WORK TO BE COMPLETED: Produce the full set of records below once more, exactly as they stand.

SUPPLIED RECORDS:
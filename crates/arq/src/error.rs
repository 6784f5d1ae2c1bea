//! Error types for Mercury ARQ

use thiserror::Error;

/// ARQ controller error types
#[derive(Error, Debug)]
pub enum ArqError {
    #[error("Invalid message: {msg}")]
    InvalidMessage { msg: String },

    #[error("Message id {id} out of range (nMessages={n_messages})")]
    IdOutOfRange { id: u8, n_messages: usize },

    #[error("Unknown config preset index: {index}")]
    UnknownPreset { index: u8 },

    #[error("Call sign {call} exceeds the maximum on-air length")]
    CallSignTooLong { call: String },

    #[error("Invalid state transition from {from:?} on {event}")]
    InvalidTransition { from: String, event: &'static str },

    #[error("Modem error: {0}")]
    Modem(#[from] mercury_modem::ModemError),

    #[error("Frame error: {0}")]
    Frame(#[from] mercury_frame::FrameError),

    #[error("Core error: {0}")]
    Core(#[from] mercury_core::CoreError),
}

/// Result type for Mercury ARQ operations
pub type Result<T> = std::result::Result<T, ArqError>;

ANSWER FOR THIS EXERCISE:
filename crates/arq/src/error.rs
repository 6784f5d1ae2c1bea
//! Error types for Mercury ARQ

use thiserror::Error;

/// ARQ controller error types
#[derive(Error, Debug)]
pub enum ArqError {
    #[error("Invalid message: {msg}")]
    InvalidMessage { msg: String },

    #[error("Message id {id} out of range (nMessages={n_messages})")]
    IdOutOfRange { id: u8, n_messages: usize },

    #[error("Unknown config preset index: {index}")]
    UnknownPreset { index: u8 },

    #[error("Call sign {call} exceeds the maximum on-air length")]
    CallSignTooLong { call: String },

    #[error("Invalid state transition from {from:?} on {event}")]
    InvalidTransition { from: String, event: &'static str },

    #[error("Modem error: {0}")]
    Modem(#[from] mercury_modem::ModemError),

    #[error("Frame error: {0}")]
    Frame(#[from] mercury_frame::FrameError),

    #[error("Core error: {0}")]
    Core(#[from] mercury_core::CoreError),
}

/// Result type for Mercury ARQ operations
pub type Result<T> = std::result::Result<T, ArqError>;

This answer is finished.